In 2013 Kay Burningham was a keynote dinner speaker presenting at that year’s Ex-Mormon Foundation’s annual conference. Her topic title was: “Are the Mormon Leaders above the Law? Fraud in the Inducement and Mormonism.”

Now, in 2019, Kay Burningham faces off with the former president of her alma mater, Dallin Oaks, who is now first counselor in the presidency of the Church of Jesus Christ of Latter-day Saints, over fraudulent misrepresentation of material facts as an inducement to faith by the “Mormon Corporate Empire”. The underlying issue will be over the exemption from judicial scrutiny of the LDS Church’s fraudulent misrepresentations under the constitutional doctrines of “freedom of religion,” “entanglement”, and “religious autonomy”.

Kay Burningham has been scrutinizing the case law relating to these doctrines for 15 years and is well prepared to argue that fraudulent misrepresentation of historical facts as an inducement to faith is beyond the protection of exempt "religious freedom". She will appear on behalf of Laura Gaddy and, potentially, all others similarly situated. Dallin Oaks, will not be appearing. The Church of Jesus Christ of Latter-day Saints is represented by David Jordan of Stoel Rives, LLP of Salt Lake City. David Jordan served as a mission president for the Church of Jesus Christ of Latter-day Saints in London, England.

The Church has filed a motion to dismiss, citing pages of “legal precedents” believed to support the Church’s argument that Gaddy’s “issues with the Church have no business in court”. Curiously, some of the case law cited by Attorney Jordan are more supportive of Gaddy’s complaint than not. One wonders if he actually studied it, or if it was just handed over by the Becket Group with Dallin Oaks drafting the motion. Moreover, Gaddy’s complaint is liberally misrepresented in the motion to dismiss, with false claims that the complaint calls upon the court to adjudicate the truthfulness of the Church and of the Book of Mormon. Gaddy’s complaint plainly does no such thing. Burningham's response on behalf of Gaddy is due by September, 28th, barring extensions.

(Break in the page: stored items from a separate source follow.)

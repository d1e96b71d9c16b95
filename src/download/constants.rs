//! Constants for the download module (timeouts, pacing, buffer sizes).

/// Default HTTP connect timeout (30 seconds).
pub const CONNECT_TIMEOUT_SECS: u64 = 30;

/// Default HTTP read timeout (5 minutes for large archives).
pub const READ_TIMEOUT_SECS: u64 = 300;

/// Default rate limit substituted when a caller supplies zero (1 MB/s).
pub const DEFAULT_SPEED_LIMIT: u64 = 1_000_000;

/// I/O buffer size for unthrottled transfers (64 KiB).
pub const UNTHROTTLED_CHUNK_SIZE: usize = 64 * 1024;

/// Smallest chunk a rate-limited transfer will use, so very low limits
/// still make progress. Limits below this value shrink the chunk further
/// so a single chunk never exceeds the bucket's capacity.
pub const MIN_PACED_CHUNK_SIZE: usize = 64;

The Complaint alleges that specific aspects of the LDS Church’s false historical narratives and continuing misrepresentations “caused immeasurable emotional harm in the form of existential crises, suicides, suicidal ideation, broken families, insomnia, anxiety, and depression, of which [LDS] and members of the Mormon hierarchy are acutely aware.” Proof of this awareness is cited in the Complaint though not attached as an exhibit. The actual “Faith Crisis Report” referred to in the Complaint was presented to Church leadership in 2013. The above-referenced quote is an excerpt from that report. The report documents the human suffering as attributed specifically to those who come to learn of the disparity between the official narrative of LDS Church history and the actual facts.

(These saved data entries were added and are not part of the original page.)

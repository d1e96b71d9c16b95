//! Error types for the download module.
//!
//! This module defines structured errors for every stage of a transfer,
//! providing context-rich messages for debugging and user feedback.

use std::path::PathBuf;

use thiserror::Error;

/// Errors that can occur while loading a file.
#[derive(Debug, Error)]
pub enum DownloadError {
    /// The provided file link is malformed or invalid.
    #[error("invalid URL: {url}")]
    InvalidUrl {
        /// The invalid URL string.
        url: String,
    },

    /// Network-level error issuing the GET request (DNS, connection refused,
    /// TLS errors, etc.)
    #[error("network error downloading {url}: {source}")]
    Network {
        /// The URL that failed to download.
        url: String,
        /// The underlying network error.
        #[source]
        source: reqwest::Error,
    },

    /// Request timed out before completion.
    #[error("timeout downloading {url}")]
    Timeout {
        /// The URL that timed out.
        url: String,
    },

    /// HTTP error response (4xx client errors, 5xx server errors).
    #[error("HTTP {status} downloading {url}")]
    HttpStatus {
        /// The URL that returned an error status.
        url: String,
        /// The HTTP status code.
        status: u16,
    },

    /// The destination directory could not be opened or listed.
    #[error("can't read destination directory {path}: {source}")]
    DirectoryAccess {
        /// The directory that could not be accessed.
        path: PathBuf,
        /// The underlying IO error.
        #[source]
        source: std::io::Error,
    },

    /// A fresh destination file could not be created.
    #[error("can't create file {path}: {source}")]
    Create {
        /// The path that could not be created.
        path: PathBuf,
        /// The underlying IO error.
        #[source]
        source: std::io::Error,
    },

    /// An existing partial file could not be opened for append.
    #[error("can't open file {path} to continue loading: {source}")]
    Open {
        /// The path that could not be opened.
        path: PathBuf,
        /// The underlying IO error.
        #[source]
        source: std::io::Error,
    },

    /// The size of an existing partial file could not be determined.
    #[error("can't read file statistics for {path}: {source}")]
    Stat {
        /// The path that could not be queried.
        path: PathBuf,
        /// The underlying IO error.
        #[source]
        source: std::io::Error,
    },

    /// The Content-Length response header is absent or non-numeric.
    #[error("can't parse content length from response [value: {value:?}]")]
    ContentLength {
        /// The raw header value, if any was present.
        value: Option<String>,
    },

    /// The response stream ended before the already-loaded prefix could be
    /// discarded.
    #[error("can't skip already loaded bytes: stream ended after {skipped} of {expected}")]
    StreamDiscard {
        /// Bytes that should have been discarded.
        expected: u64,
        /// Bytes actually discarded before the stream ended.
        skipped: u64,
    },

    /// The response body failed mid-transfer.
    #[error("read error downloading {url}: {source}")]
    Read {
        /// The URL being downloaded when the stream failed.
        url: String,
        /// The underlying stream error.
        #[source]
        source: reqwest::Error,
    },

    /// Writing a chunk to the destination file failed.
    #[error("write error on {path}: {source}")]
    Write {
        /// The file being written.
        path: PathBuf,
        /// The underlying IO error.
        #[source]
        source: std::io::Error,
    },
}

impl DownloadError {
    /// Creates an invalid URL error.
    pub fn invalid_url(url: impl Into<String>) -> Self {
        Self::InvalidUrl { url: url.into() }
    }

    /// Creates a network error from a reqwest error.
    pub fn network(url: impl Into<String>, source: reqwest::Error) -> Self {
        Self::Network {
            url: url.into(),
            source,
        }
    }

    /// Creates a timeout error.
    pub fn timeout(url: impl Into<String>) -> Self {
        Self::Timeout { url: url.into() }
    }

    /// Creates an HTTP status error.
    pub fn http_status(url: impl Into<String>, status: u16) -> Self {
        Self::HttpStatus {
            url: url.into(),
            status,
        }
    }

    /// Creates a directory access error.
    pub fn directory_access(path: impl Into<PathBuf>, source: std::io::Error) -> Self {
        Self::DirectoryAccess {
            path: path.into(),
            source,
        }
    }

    /// Creates a file creation error.
    pub fn create(path: impl Into<PathBuf>, source: std::io::Error) -> Self {
        Self::Create {
            path: path.into(),
            source,
        }
    }

    /// Creates a file open error.
    pub fn open(path: impl Into<PathBuf>, source: std::io::Error) -> Self {
        Self::Open {
            path: path.into(),
            source,
        }
    }

    /// Creates a file statistics error.
    pub fn stat(path: impl Into<PathBuf>, source: std::io::Error) -> Self {
        Self::Stat {
            path: path.into(),
            source,
        }
    }

    /// Creates a content length parse error.
    pub fn content_length(value: Option<String>) -> Self {
        Self::ContentLength { value }
    }

    /// Creates a stream discard error.
    pub fn stream_discard(expected: u64, skipped: u64) -> Self {
        Self::StreamDiscard { expected, skipped }
    }

    /// Creates a mid-transfer read error.
    pub fn read(url: impl Into<String>, source: reqwest::Error) -> Self {
        Self::Read {
            url: url.into(),
            source,
        }
    }

    /// Creates a file write error.
    pub fn write(path: impl Into<PathBuf>, source: std::io::Error) -> Self {
        Self::Write {
            path: path.into(),
            source,
        }
    }
}

// Note on From trait implementations:
// We intentionally do NOT implement `From<reqwest::Error>` or
// `From<std::io::Error>` because the variants require context (url, path,
// stage) that the source errors don't carry. The helper constructors are the
// pattern here.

The perplexing strategy of defense counsel’s misrepresentation of the substance of the Complaint to a federal judge who is obliged to read it for himself raises interesting questions. What audience did defense counsel’s response intend? Does he presume the court to be so corrupt that it will overlook its judicial duty to lay aside the local prejudices and read for itself? Or is he, according to a theory of Mormon Epistemology, just blinded to the obvious incongruity of his motion with the substance of the Complaint by virtue of what the theory predicts for all who fall prey to a lifetime of suspending critical thinking in favor of the warm and fuzzy feeling of pleasing the prophets (Church leadership) with blind and unreasoned obedience?

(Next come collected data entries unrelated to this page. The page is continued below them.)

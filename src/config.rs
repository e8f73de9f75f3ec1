use std::net::Ipv4Addr;
use std::path::PathBuf;
use std::time::Duration;

use anyhow::bail;

use crate::wire::{MESSAGE_COUNT_HEARTBEAT, MESSAGE_PREFIX_LEN, PACKET_HEADER_LEN};

/// Process-wide publisher configuration, shared by all streams of a registry.
pub struct MoldConfig {
    /// The maximum size of a downstream or recovery-reply packet, i.e. the UDP payload size
    ///  this publisher assumes is deliverable without IP-level fragmentation on all routes
    ///  to its subscribers.
    ///
    /// In an ideal world, we would discover the MTU, but there is some uncertainty involved
    ///  (e.g. optional IP headers that may be introduced by some network hardware), so the
    ///  responsibility of determining the deliverable payload size is left with the
    ///  application rather than making assumptions on its own.
    ///
    /// Choosing this value too big causes packets to be dropped, which may be partial if
    ///  only some of the routes support smaller frames. Choosing it too small wastes
    ///  bandwidth on header overhead.
    pub mtu: usize,

    /// Number of recently transmitted messages retained in memory per stream for serving
    ///  recovery requests without touching the log file.
    pub recovery_buffer_capacity: usize,

    /// A pending batch is flushed once it holds this many messages, even if there is room
    ///  left within the MTU.
    pub coalesce_count_limit: usize,

    /// How long a non-empty pending batch may wait for further messages before it is
    ///  flushed. This bounds the latency cost of coalescing.
    pub coalesce_idle: Duration,

    /// Heartbeat interval for streams that do not override it. If this much time passes
    ///  without any transmission, a heartbeat packet is multicast.
    pub default_heartbeat_interval: Duration,

    /// TTL for multicast packets. 1 keeps traffic on the local segment; raise it when
    ///  subscribers sit behind multicast routers.
    pub multicast_ttl: u32,

    /// Whether multicast packets loop back to the sending host, so that subscribers on the
    ///  publisher's own machine receive them.
    pub multicast_loop: bool,

    /// This is the number of packet buffers that will be pooled at a given time - buffers in
    ///  excess of this number are discarded when they are returned.
    pub buffer_pool_size: usize,
}

impl MoldConfig {
    pub fn default_ipv4() -> MoldConfig {
        MoldConfig {
            mtu: 1400,
            recovery_buffer_capacity: 65536,
            coalesce_count_limit: 64,
            coalesce_idle: Duration::from_millis(1),
            default_heartbeat_interval: Duration::from_millis(1000),
            multicast_ttl: 1,
            multicast_loop: true,
            buffer_pool_size: 4096,
        }
    }

    pub fn validate(&self) -> anyhow::Result<()> {
        if self.mtu < 100 {
            bail!("MTU is too small");
        }
        // 65507 is the largest UDP payload over IPv4
        if self.mtu > 65507 {
            bail!("MTU exceeds the maximum UDP payload size");
        }
        if self.coalesce_count_limit == 0 {
            bail!("coalesce count limit must be at least 1");
        }
        // the message count of a data packet must never collide with the heartbeat sentinel
        if self.coalesce_count_limit >= MESSAGE_COUNT_HEARTBEAT as usize {
            bail!("coalesce count limit must stay below the heartbeat sentinel 0xFFFF");
        }
        if self.recovery_buffer_capacity == 0 {
            bail!("recovery buffer capacity must be at least 1");
        }
        if self.buffer_pool_size == 0 {
            bail!("buffer pool size must be at least 1");
        }
        Ok(())
    }

    pub fn effective_publisher_config(&self, spec: &StreamSpec) -> EffectivePublisherConfig {
        EffectivePublisherConfig {
            max_packet_len: self.mtu,
            max_message_len: self.mtu - PACKET_HEADER_LEN - MESSAGE_PREFIX_LEN,
            coalesce_count_limit: self.coalesce_count_limit,
            coalesce_idle: self.coalesce_idle,
            heartbeat_interval: spec.heartbeat_interval.unwrap_or(self.default_heartbeat_interval),
        }
    }
}

/// Everything that identifies and wires up one stream.
pub struct StreamSpec {
    /// Caller-supplied identifier; its first 10 ASCII characters become the on-wire stream
    ///  name and double as the registry key.
    pub name: String,
    pub multicast_group: Ipv4Addr,
    pub multicast_port: u16,
    /// Unicast UDP port the stream's recovery server listens on.
    pub recovery_port: u16,
    /// Local interface address the multicast and recovery sockets bind to.
    pub source_ip: Ipv4Addr,
    /// Path of the stream's append-only recovery log file.
    pub log_path: PathBuf,
    /// Per-stream heartbeat interval; `None` uses the registry-wide default.
    pub heartbeat_interval: Option<Duration>,
}

/// The per-stream publisher configuration derived from [`MoldConfig`] and [`StreamSpec`].
pub struct EffectivePublisherConfig {
    pub max_packet_len: usize,
    pub max_message_len: usize,
    pub coalesce_count_limit: usize,
    pub coalesce_idle: Duration,
    pub heartbeat_interval: Duration,
}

The fears of those who believe that justice for the Mormon Corporate Empire is not likely to be found in a Utah kangaroo court are not well supported by the fact that the case has just been assigned to Judge Robert Shelby who struck down Utah’s constitutional provision that marriage be limited to one man and one woman. Clearly, he is not a patron of traditional Mormon dogma, a hopeful sign for the Gaddy complaint.

The saga of Mormon Fraud and the shameful tolerance of it in American culture continues.